Stripping removes it from the working tree entirely — committed deliverables
(client reports, datasets) are often deliberately version-controlled. The
TRACKED-vs-GONE classification in step 1 exists to prevent this.
- Always back up before any rewrite (mirror clone or
git bundle).
- The non-rewrite wins (step 2) are always safe — do them regardless, even if
the rewrite is deferred.
Step 1 — Measure & classify (read-only)
bash scripts/analyze-repo-bloat.sh [repo-path] [top-N]
Reports .git size, pack/loose-object counts, and the largest blob paths in
history, each tagged TRACKED (still in current tree — keep) or GONE
(already deleted — safe to strip). The reclaim estimate is the sum of GONE bytes.
If .git is small or all big blobs are TRACKED, stop — a rewrite isn't warranted.
Step 1.5 — Reachable or unreachable? (decides the whole approach)
Before planning a rewrite, find out whether the bloat is reachable history or
just unreachable cruft — they need completely different fixes:
# reachable bytes (what a fresh mirror clone would keep) vs on-disk store:
git rev-list --disk-usage --objects --all # reachable bytes
du -sb "$(git rev-parse --path-format=absolute --git-common-dir)" # on-disk bytes
Step 2 — Safe non-rewrite wins (no force-push, do always)
git gc # 14 packs -> 1-2, prune loose objects
git config core.untrackedCache true # stop git status re-stat'ing the whole tree
git update-index --untracked-cache
- Skip
feature.manyFiles — it flips index.skipHash/index v4, which can break
cron/auto-sync tooling on a shared store.
gc consolidates and re-deltas (faster object access) but does not shrink
reclaimable reachable history — that needs step 3 (or, for unreachable cruft,
the --prune=now in step 1.5).
- Run
git gc only when no auto-sync / concurrent git op is mid-flight.
Step 3 — Plan the rewrite (target only GONE blobs)
Pick the narrowest filter that hits the GONE bytes. Common forms:
# by size (strips every blob over the threshold, from all history):
git filter-repo --strip-blobs-bigger-than 10M --analyze # dry-run report first
git filter-repo --strip-blobs-bigger-than 10M
# by path (preferred when GONE bytes are concentrated in known dirs):
git filter-repo --path path/to/old-junk/ --invert-paths
Build an explicit keep-list from the TRACKED rows. Prefer --path over a blanket
size strip when a size threshold would also catch a TRACKED deliverable.
Step 4 — Operator executes (STOP and hand off)

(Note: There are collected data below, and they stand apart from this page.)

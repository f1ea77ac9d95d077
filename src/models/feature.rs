use chrono::{DateTime, Utc};
use serde::{Deserialize, Serialize};

/// A single roadmap entry: one unit of planned (or shipped) product work.
///
/// Features live in a flat ordered list; there is no hierarchy. The record is
/// mutable in place, with `updated_at` stamped on every change. Identity is
/// the `id` string, which is opaque: freshly created features get a UUID, but
/// stored data may carry any unique string.
///
/// Serialized field names are camelCase so the on-disk JSON matches the
/// storage slot layout exactly (`estimatedHours`, `dueDate`, ...).
#[derive(Debug, Clone, Serialize, Deserialize)]
#[serde(rename_all = "camelCase")]
pub struct Feature {
    pub id: String,
    pub title: String,
    pub description: String,
    pub priority: Priority,
    pub status: Status,
    pub category: Category,
    pub estimated_hours: f64,
    #[serde(skip_serializing_if = "Option::is_none")]
    pub assignee: Option<String>,
    #[serde(skip_serializing_if = "Option::is_none")]
    pub due_date: Option<String>,
    pub created_at: DateTime<Utc>,
    pub updated_at: DateTime<Utc>,
    /// Position on the impact/effort matrix, if the feature has been placed.
    #[serde(skip_serializing_if = "Option::is_none")]
    pub matrix: Option<MatrixPosition>,
}

/// How urgent a feature is.
///
/// Can be set by hand or derived from the feature's matrix position via
/// [`derive_priority_from_matrix`](crate::matrix::derive_priority_from_matrix).
#[derive(Debug, Clone, Copy, Serialize, Deserialize, PartialEq, Eq)]
#[serde(rename_all = "snake_case")]
pub enum Priority {
    Low,
    Medium,
    High,
    Critical,
}

impl Priority {
    pub fn as_str(&self) -> &'static str {
        match self {
            Self::Low => "low",
            Self::Medium => "medium",
            Self::High => "high",
            Self::Critical => "critical",
        }
    }

    pub fn from_str(s: &str) -> Option<Self> {
        match s {
            "low" => Some(Self::Low),
            "medium" => Some(Self::Medium),
            "high" => Some(Self::High),
            "critical" => Some(Self::Critical),
            _ => None,
        }
    }
}

/// Where a feature sits in its delivery lifecycle.
///
/// - `Planning`: scoped but not started
/// - `InProgress`: actively being built
/// - `Testing`: built, under verification
/// - `Completed`: shipped
/// - `OnHold`: paused indefinitely
#[derive(Debug, Clone, Copy, Serialize, Deserialize, PartialEq, Eq)]
#[serde(rename_all = "snake_case")]
pub enum Status {
    Planning,
    InProgress,
    Testing,
    Completed,
    OnHold,
}

impl Status {
    pub fn as_str(&self) -> &'static str {
        match self {
            Self::Planning => "planning",
            Self::InProgress => "in_progress",
            Self::Testing => "testing",
            Self::Completed => "completed",
            Self::OnHold => "on_hold",
        }
    }

    pub fn from_str(s: &str) -> Option<Self> {
        match s {
            "planning" => Some(Self::Planning),
            "in_progress" => Some(Self::InProgress),
            "testing" => Some(Self::Testing),
            "completed" => Some(Self::Completed),
            "on_hold" => Some(Self::OnHold),
            _ => None,
        }
    }
}

/// Which part of the product a feature belongs to.
#[derive(Debug, Clone, Copy, Serialize, Deserialize, PartialEq, Eq)]
#[serde(rename_all = "snake_case")]
pub enum Category {
    Frontend,
    Backend,
    Infrastructure,
    Design,
    Research,
    Other,
}

impl Category {
    pub fn as_str(&self) -> &'static str {
        match self {
            Self::Frontend => "frontend",
            Self::Backend => "backend",
            Self::Infrastructure => "infrastructure",
            Self::Design => "design",
            Self::Research => "research",
            Self::Other => "other",
        }
    }

    pub fn from_str(s: &str) -> Option<Self> {
        match s {
            "frontend" => Some(Self::Frontend),
            "backend" => Some(Self::Backend),
            "infrastructure" => Some(Self::Infrastructure),
            "design" => Some(Self::Design),
            "research" => Some(Self::Research),
            "other" => Some(Self::Other),
            _ => None,
        }
    }
}

/// A feature's placement on the impact/effort matrix.
///
/// `impact` and `effort` are scores in 1..=5. `x`/`y` hold a free-form
/// percentage position (0..=100 on each axis) when the feature has been
/// dragged away from its derived grid coordinates; they are display state
/// only and never feed back into the scores.
#[derive(Debug, Clone, Copy, Serialize, Deserialize, PartialEq)]
pub struct MatrixPosition {
    pub impact: u8,
    pub effort: u8,
    #[serde(skip_serializing_if = "Option::is_none")]
    pub x: Option<f64>,
    #[serde(skip_serializing_if = "Option::is_none")]
    pub y: Option<f64>,
}

impl MatrixPosition {
    /// Build a position from raw scores, clamping both into 1..=5.
    pub fn new(impact: u8, effort: u8) -> Self {
        Self {
            impact: impact.clamp(1, 5),
            effort: effort.clamp(1, 5),
            x: None,
            y: None,
        }
    }
}

impl Default for MatrixPosition {
    /// The center of the matrix, used when placing a feature for the first time.
    fn default() -> Self {
        Self::new(3, 3)
    }
}

/// Input for creating a new feature. Id and timestamps are assigned by the store.
#[derive(Debug, Clone, Serialize, Deserialize)]
pub struct CreateFeatureInput {
    pub title: String,
    pub description: String,
    pub priority: Priority,
    pub status: Status,
    pub category: Category,
    pub estimated_hours: f64,
    pub assignee: Option<String>,
    pub due_date: Option<String>,
    pub matrix: Option<MatrixPosition>,
}

/// Input for updating an existing feature. All fields are optional for
/// partial updates; `None` leaves the current value in place. Optional
/// feature fields (assignee, due date, matrix) can be set or replaced but
/// not cleared through this path.
#[derive(Debug, Clone, Default, Serialize, Deserialize)]
pub struct UpdateFeatureInput {
    pub title: Option<String>,
    pub description: Option<String>,
    pub priority: Option<Priority>,
    pub status: Option<Status>,
    pub category: Option<Category>,
    pub estimated_hours: Option<f64>,
    pub assignee: Option<String>,
    pub due_date: Option<String>,
    pub matrix: Option<MatrixPosition>,
}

The agent stops here and hands the operator this sequence:
git clone --mirror <repo> ../<repo>-backup.git # 1. backup
git filter-repo <planned args> # 2. rewrite (in a fresh clone)
git push --force --all && git push --force --tags # 3. force-push (OPERATOR)
git gc --prune=now --aggressive # 4. reclaim locally
Step 5 — Coordination (shared-repo hazards)
- Pause the cron auto-sync first — it does
git reset --hard origin/main and
will fight the rewrite or clobber it.
- After force-push, every clone, worktree, and CI runner must re-clone or hard
reset to the rewritten history.
- Open PRs are invalidated (their commit SHAs no longer exist) and must be
recreated from the rewritten base.
Step 6 — Verify
du -sh .git # confirm shrink
git fsck --full # integrity
git clone <remote> /tmp/smoke && cd /tmp/smoke && git log --oneline -1 # fresh-clone smoke test
See scripts/analyze-repo-bloat.sh for the analysis details.